CSE plébiscité, inquiétudes : les chiffres du baromètre Syndex sur le dialogue social

23 janvier 2026 | Mise à jour le 23 janvier 2026
Par | Photo(s) : ALAIN JOCARD / AFP
CSE plébiscité, inquiétudes : les chiffres du baromètre Syndex sur le dialogue social

Marylise Léon, secrétaire générale de la CFDT, et Sophie Binet, secrétaire générale de la CGT, reçue à Matignon le 24 septembre 2025.

Le 8ème baromètre sur l'état des relations sociales dans les entreprises françaises présenté par le cabinet Syndex révèle un climat social dégradé, notamment du fait d'un contexte économique peu propice. Malgré tout, les salariés continuent de témoigner de leur confiance à l'égard de leur Comité Social et Economique et les élus restent motivés à faire valoir les droits des travailleurs.  

« L'époque n'est pas propice au dialogue social », déplore Louise Trussell, élue CSE au British Council Paris – un institut visant à promouvoir l’apprentissage de l’anglais et les échanges avec le Royaume-Uni -, lors de la présentation jeudi 22 janvier 2026 du 8e baromètre sur l'état des relations sociales en entreprise.
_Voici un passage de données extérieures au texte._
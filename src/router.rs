use std::sync::Arc;

use axum::{
    Router,
    extract::DefaultBodyLimit,
    routing::{get, get_service, post},
};
use minijinja::Environment;
use sea_orm::DatabaseConnection;
use tokio::signal;
use tower_http::{cors::CorsLayer, services::ServeDir, trace::TraceLayer};

use crate::{
    impact::ImpactConstants,
    routes::{donors, health, impact, imports, segmentation, volunteers, wrapped},
    util::asset_loader::AssetLoader,
};

const MAX_UPLOAD_BYTES: usize = 20 * 1024 * 1024;

#[derive(Clone)]
pub struct AppState {
    pub db: DatabaseConnection,
    pub constants: ImpactConstants,
    pub templates: Arc<Environment<'static>>,
}

impl AppState {
    pub fn new(
        db: DatabaseConnection,
        constants: ImpactConstants,
        template_dir: &str,
        static_dir: &str,
    ) -> Self {
        Self {
            db,
            constants,
            templates: Arc::new(setup_templates(template_dir, static_dir)),
        }
    }
}

pub fn create_router(state: AppState, static_dir: &str) -> Router {
    let api = Router::new()
        .route(
            "/calculate-impact",
            get(impact::calculate_impact_query).post(impact::calculate_impact_body),
        )
        .route(
            "/calculate-volunteer-impact",
            get(impact::calculate_volunteer_impact_query)
                .post(impact::calculate_volunteer_impact_body),
        )
        .route("/log-volunteer-shift", post(volunteers::log_volunteer_shift))
        .route("/volunteer/{identifier}", get(volunteers::get_volunteer))
        .route("/donations", post(donors::record_donation))
        .route("/donor/{identifier}", get(donors::get_donor))
        .route(
            "/import/excel",
            post(imports::import_excel).layer(DefaultBodyLimit::max(MAX_UPLOAD_BYTES)),
        )
        .route("/segmentation", post(segmentation::create_segment));

    Router::new()
        .nest("/api", api)
        .route("/wrapped/{kind}", get(wrapped::wrapped))
        .route("/health", get(health::health))
        .route("/ping", get(health::ping))
        .with_state(state)
        .nest_service("/static", get_service(ServeDir::new(static_dir)))
        .layer(CorsLayer::permissive())
        .layer(TraceLayer::new_for_http())
}

fn setup_templates(template_dir: &str, static_dir: &str) -> Environment<'static> {
    let mut env = Environment::new();
    env.set_loader(minijinja::path_loader(template_dir));
    AssetLoader::new(static_dir).register(&mut env);
    env
}

pub async fn shutdown_signal() {
    let ctrl_c = async {
        signal::ctrl_c()
            .await
            .expect("failed to install Ctrl+C handler");
    };

    #[cfg(unix)]
    let terminate = async {
        signal::unix::signal(signal::unix::SignalKind::terminate())
            .expect("failed to install signal handler")
            .recv()
            .await;
    };

    #[cfg(not(unix))]
    let terminate = std::future::pending::<()>();

    tokio::select! {
        _ = ctrl_c => {},
        _ = terminate => {},
    }
    tracing::info!("Shutting down");
}
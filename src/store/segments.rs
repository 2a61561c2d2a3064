use sea_orm::{DatabaseConnection, EntityTrait, QueryOrder};
use serde::{Deserialize, Serialize};

use super::StoreError;
use crate::entities::{donation, donor, prelude::*};
use crate::impact::fiscal::{Dated, FiscalYear};

#[derive(Debug, Clone, Default, PartialEq, Serialize, Deserialize)]
pub struct SegmentCriteria {
    pub name: String,
    pub min_total: Option<f64>,
    pub min_donations: Option<usize>,
    /// Restricts totals and counts to one fiscal year, e.g. `2025` for FY2025.
    pub fiscal_year: Option<i32>,
}

#[derive(Debug, Clone, PartialEq, Serialize)]
pub struct SegmentMember {
    pub donor_id: i32,
    pub email: String,
    pub name: Option<String>,
    pub total: f64,
    pub donation_count: usize,
}

#[derive(Debug, Clone, PartialEq, Serialize)]
pub struct Segment {
    pub name: String,
    pub criteria: SegmentCriteria,
    pub donor_count: usize,
    pub donors: Vec<SegmentMember>,
}

/// Applies `criteria` to donors and their donations. Members are ordered by total, largest first.
pub fn evaluate(
    criteria: SegmentCriteria,
    donors: Vec<(donor::Model, Vec<donation::Model>)>,
) -> Segment {
    let fiscal_year = criteria.fiscal_year.map(FiscalYear);
    let mut members: Vec<SegmentMember> = donors
        .into_iter()
        .filter_map(|(donor, donations)| {
            let counted: Vec<&donation::Model> = donations
                .iter()
                .filter(|d| fiscal_year.is_none_or(|fy| fy.contains(d.date().date())))
                .collect();
            let total: f64 = counted.iter().map(|d| d.amount).sum();
            let donation_count = counted.len();

            if criteria.min_total.is_some_and(|min| total < min) {
                return None;
            }
            if criteria.min_donations.is_some_and(|min| donation_count < min) {
                return None;
            }
            if fiscal_year.is_some() && donation_count == 0 {
                return None;
            }
            Some(SegmentMember {
                donor_id: donor.id,
                name: donor.display_name(),
                email: donor.email,
                total: (total * 100.0).round() / 100.0,
                donation_count,
            })
        })
        .collect();

    members.sort_by(|a, b| b.total.total_cmp(&a.total).then(a.email.cmp(&b.email)));

    Segment {
        name: criteria.name.clone(),
        donor_count: members.len(),
        donors: members,
        criteria,
    }
}

/// Builds an ad hoc segment. Segments are computed on request and never stored.
pub async fn segment_donors(
    db: &DatabaseConnection,
    criteria: SegmentCriteria,
) -> Result<Segment, StoreError> {
    let donors = Donor::find()
        .order_by_asc(donor::Column::Email)
        .find_with_related(Donation)
        .all(db)
        .await?;
    Ok(evaluate(criteria, donors))
}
L’étude a été menée par l'Ifop pour le compte du cabinet d'expertise Syndex.

Elle rappelle bien sûr que la dynamique économique et politique actuelle pèse sur les relations sociales. Les inégalités de salaires, la multiplication des PSE entre autres participent de cette dégradation, d'autant plus que « la présence syndicale s'étiole sur les lieux de travail », d'après Jérôme Fourquet, directeur de l'Ifop. 

En surface, on pourrait croire pourtant que le moral est au beau fixe. En effet, 65% des élus au Comité social et Economique (CSE) estiment que la situation économique de leur entreprise est bonne. Sauf qu’il s’agit là du« plus faible score enregistré depuis 2018 , [lorsqu'il atteignait 74%, ndlr]», selon le document. Sans grande surprise, les représentants du personnel regrettent de ne pas être suffisamment entendus de leurs dirigeants. 46% pointent encore un affaiblissement de leur poids face à celui de la direction, un chiffre en hausse par rapport à 2024. 49% jugent très mauvaise la qualité de l'information ; 85% souhaitent que leur avis soit mieux pris en compte.  
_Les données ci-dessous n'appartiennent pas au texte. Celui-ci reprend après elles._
//! Conversion of donation amounts and volunteer hours into impact statistics.
//!
//! Every calculation takes an [`ImpactConstants`] value explicitly so alternate
//! almanacs can be used side by side.

pub mod fiscal;

use serde::{Deserialize, Serialize};

#[derive(Debug, thiserror::Error, PartialEq)]
pub enum ImpactError {
    #[error("amount must be a non-negative number, got {0}")]
    InvalidAmount(f64),

    #[error("hours must be a non-negative number, got {0}")]
    InvalidHours(f64),

    #[error("'{0}' is not a number")]
    NotANumber(String),

    #[error("invalid impact constant {name}: {value}")]
    InvalidConstant { name: &'static str, value: f64 },
}

/// Per-unit figures used to derive every impact metric.
#[derive(Debug, Clone, Copy, PartialEq, Serialize, Deserialize)]
pub struct ImpactConstants {
    pub meals_per_dollar: f64,
    /// Meals that feed one person for a day.
    pub meals_per_person: f64,
    pub pounds_per_meal: f64,
    pub co2_lbs_per_food_lb: f64,
    pub water_gallons_per_food_lb: f64,
    pub produce_share: f64,
    pub protein_share: f64,
    pub dairy_share: f64,
    pub pounds_sorted_per_volunteer_hour: f64,
    pub dollars_per_volunteer_hour: f64,
}

impl Default for ImpactConstants {
    fn default() -> Self {
        Self {
            meals_per_dollar: 0.833,
            meals_per_person: 3.0,
            pounds_per_meal: 1.2,
            co2_lbs_per_food_lb: 0.84,
            water_gallons_per_food_lb: 108.0,
            produce_share: 0.40,
            protein_share: 0.25,
            dairy_share: 0.15,
            pounds_sorted_per_volunteer_hour: 80.0,
            dollars_per_volunteer_hour: 33.49,
        }
    }
}

impl ImpactConstants {
    pub fn validate(&self) -> Result<(), ImpactError> {
        let per_unit = [
            ("meals_per_dollar", self.meals_per_dollar),
            ("meals_per_person", self.meals_per_person),
            ("pounds_per_meal", self.pounds_per_meal),
            ("co2_lbs_per_food_lb", self.co2_lbs_per_food_lb),
            ("water_gallons_per_food_lb", self.water_gallons_per_food_lb),
            (
                "pounds_sorted_per_volunteer_hour",
                self.pounds_sorted_per_volunteer_hour,
            ),
            ("dollars_per_volunteer_hour", self.dollars_per_volunteer_hour),
        ];
        for (name, value) in per_unit {
            if !value.is_finite() || value <= 0.0 {
                return Err(ImpactError::InvalidConstant { name, value });
            }
        }

        let shares = [
            ("produce_share", self.produce_share),
            ("protein_share", self.protein_share),
            ("dairy_share", self.dairy_share),
        ];
        for (name, value) in shares {
            if !value.is_finite() || value < 0.0 {
                return Err(ImpactError::InvalidConstant { name, value });
            }
        }
        let total = self.produce_share + self.protein_share + self.dairy_share;
        if total > 1.0 {
            return Err(ImpactError::InvalidConstant {
                name: "nutrition shares",
                value: total,
            });
        }
        Ok(())
    }

    fn other_share(&self) -> f64 {
        (1.0 - self.produce_share - self.protein_share - self.dairy_share).max(0.0)
    }
}

#[derive(Debug, Clone, PartialEq, Serialize, Deserialize)]
pub struct NutritionCategory {
    pub pounds: f64,
    pub percent: u32,
}

#[derive(Debug, Clone, PartialEq, Serialize, Deserialize)]
pub struct NutritionBreakdown {
    pub produce: NutritionCategory,
    pub protein: NutritionCategory,
    pub dairy: NutritionCategory,
    pub other: NutritionCategory,
}

#[derive(Debug, Clone, PartialEq, Serialize, Deserialize)]
pub struct DonationImpact {
    pub amount: f64,
    pub meals_provided: u64,
    pub people_served: u64,
    pub food_rescued_lbs: f64,
    pub co2_saved_lbs: f64,
    pub water_saved_gallons: u64,
    pub nutrition: NutritionBreakdown,
}

#[derive(Debug, Clone, PartialEq, Serialize, Deserialize)]
pub struct VolunteerImpact {
    pub hours: f64,
    pub pounds_sorted: f64,
    pub meals_provided: u64,
    pub people_served: u64,
    pub value_of_time: f64,
    pub equivalent_donation_impact: DonationImpact,
}

/// Either kind of impact, as carried by the slide controller.
#[derive(Debug, Clone, PartialEq, Serialize, Deserialize)]
#[serde(tag = "kind", rename_all = "snake_case")]
pub enum Impact {
    Donation(DonationImpact),
    Volunteer(VolunteerImpact),
}

impl Impact {
    pub fn meals_provided(&self) -> u64 {
        match self {
            Impact::Donation(d) => d.meals_provided,
            Impact::Volunteer(v) => v.meals_provided,
        }
    }

    pub fn people_served(&self) -> u64 {
        match self {
            Impact::Donation(d) => d.people_served,
            Impact::Volunteer(v) => v.people_served,
        }
    }

    /// The donation-shaped figures: the impact itself for donors, or the
    /// dollar value of donated time for volunteers.
    pub fn donation(&self) -> &DonationImpact {
        match self {
            Impact::Donation(d) => d,
            Impact::Volunteer(v) => &v.equivalent_donation_impact,
        }
    }
}

fn round1(value: f64) -> f64 {
    (value * 10.0).round() / 10.0
}

fn round2(value: f64) -> f64 {
    (value * 100.0).round() / 100.0
}

fn people_for_meals(meals: u64, constants: &ImpactConstants) -> u64 {
    (meals as f64 / constants.meals_per_person).round() as u64
}

fn nutrition_for(food_lbs: f64, constants: &ImpactConstants) -> NutritionBreakdown {
    let category = |share: f64| NutritionCategory {
        pounds: round1(food_lbs * share),
        percent: (share * 100.0).round() as u32,
    };
    NutritionBreakdown {
        produce: category(constants.produce_share),
        protein: category(constants.protein_share),
        dairy: category(constants.dairy_share),
        other: category(constants.other_share()),
    }
}

pub fn calculate_donation_impact(
    amount: f64,
    constants: &ImpactConstants,
) -> Result<DonationImpact, ImpactError> {
    if !amount.is_finite() || amount < 0.0 {
        return Err(ImpactError::InvalidAmount(amount));
    }

    let meals_provided = (amount * constants.meals_per_dollar).round() as u64;
    let food_rescued_lbs = round1(meals_provided as f64 * constants.pounds_per_meal);

    Ok(DonationImpact {
        amount,
        meals_provided,
        people_served: people_for_meals(meals_provided, constants),
        food_rescued_lbs,
        co2_saved_lbs: round1(food_rescued_lbs * constants.co2_lbs_per_food_lb),
        water_saved_gallons: (food_rescued_lbs * constants.water_gallons_per_food_lb).round()
            as u64,
        nutrition: nutrition_for(food_rescued_lbs, constants),
    })
}

pub fn calculate_volunteer_impact(
    hours: f64,
    constants: &ImpactConstants,
) -> Result<VolunteerImpact, ImpactError> {
    if !hours.is_finite() || hours < 0.0 {
        return Err(ImpactError::InvalidHours(hours));
    }

    let pounds_sorted = round1(hours * constants.pounds_sorted_per_volunteer_hour);
    let meals_provided = (pounds_sorted / constants.pounds_per_meal).round() as u64;
    let value_of_time = round2(hours * constants.dollars_per_volunteer_hour);
    if !pounds_sorted.is_finite() || !value_of_time.is_finite() {
        return Err(ImpactError::InvalidHours(hours));
    }
    let equivalent_donation_impact = calculate_donation_impact(value_of_time, constants)
        .map_err(|_| ImpactError::InvalidHours(hours))?;

    Ok(VolunteerImpact {
        hours,
        pounds_sorted,
        meals_provided,
        people_served: people_for_meals(meals_provided, constants),
        value_of_time,
        equivalent_donation_impact,
    })
}

/// Parses user-entered money or hour values such as `"$1,250.50"` or `" 42 "`.
pub fn parse_amount(input: &str) -> Result<f64, ImpactError> {
    let cleaned: String = input
        .trim()
        .chars()
        .filter(|c| !matches!(c, '$' | ',' | ' '))
        .collect();
    cleaned
        .parse::<f64>()
        .ok()
        .filter(|value| value.is_finite())
        .ok_or_else(|| ImpactError::NotANumber(input.trim().to_string()))
}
L'environnement à la trappe et l'IA au galop  

Quant aux sujets de préoccupation, légitimes au regard des prérogatives des CSE, la santé et les risques psychosociaux arrivent en tête. 94% des représentants du personnel jugent ainsi ces thèmes comme prioritaires. Viennent ensuite les conditions et la charge de travail, puis la sécurité. Malgré des différences entre les secteurs, 44% des représentants s'accordent à dire que leurs collègues sont exposés à des risques. Le pouvoir d'achat, les rémunérations et le partage de la valeur se classent en quatrième position. « Des attentes, mais plus modestes après des années de forte inflation », selon le baromètre.

Reste à s'emparer des questions d'environnement, qui font partie des prérogatives du CSE depuis août 2021. Seuls trois représentants sur dix déclarent s'en préoccuper, faute de temps et d'informations suffisantes. Le thème de l'Intelligence artificielle, lui, s'impose peu à peu. Trois quarts des représentants du personnel déclarent la mise en place d'outils IA, sans que pour autant, l'instance ait été systématiquement informée et consultée. 6% des dirigeants qui utilisent déjà l'IA évoquent des PSE liés à celle-ci.  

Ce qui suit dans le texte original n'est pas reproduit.